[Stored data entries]
######
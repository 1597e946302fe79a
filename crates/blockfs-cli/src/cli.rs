use std::path::PathBuf;

use clap::{Parser, Subcommand};

use blockfs::constants::DEFAULT_TOTAL_BLOCKS;
use blockfs::fs::ROOT_PATH;

#[derive(Parser, Debug)]
#[command(name = "blockfs-cli", author, version, about = "Format and inspect blockfs disk images")]
pub struct Cli {
    /// Disk image backing the volume.
    #[arg(long, env = "BLOCKFS_IMAGE", default_value = "blockfs.img")]
    pub image: PathBuf,

    /// Image size in blocks; only `format` applies it.
    #[arg(long, env = "BLOCKFS_BLOCKS", default_value_t = DEFAULT_TOTAL_BLOCKS)]
    pub blocks: u32,

    #[command(subcommand)]
    pub command: Command,
}

#[derive(Subcommand, Debug)]
pub enum Command {
    /// Create or resize the image and write an empty filesystem.
    Format,

    /// List a directory.
    Ls {
        #[arg(default_value = ROOT_PATH)]
        path: String,
    },

    /// Create an empty file in the root directory.
    Create { name: String },

    /// Show the inode behind a root entry.
    Stat { name: String },

    /// Replace a file's content with the bytes of a host file.
    Write {
        name: String,

        #[arg(long)]
        input: PathBuf,
    },

    /// Print a file's content to stdout.
    Cat { name: String },
}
######
Once you have identified the lines above that contain "String", copy each of them.

Exercise result:
        path: String,
    Create { name: String },
    Stat { name: String },
        name: String,
    Cat { name: String },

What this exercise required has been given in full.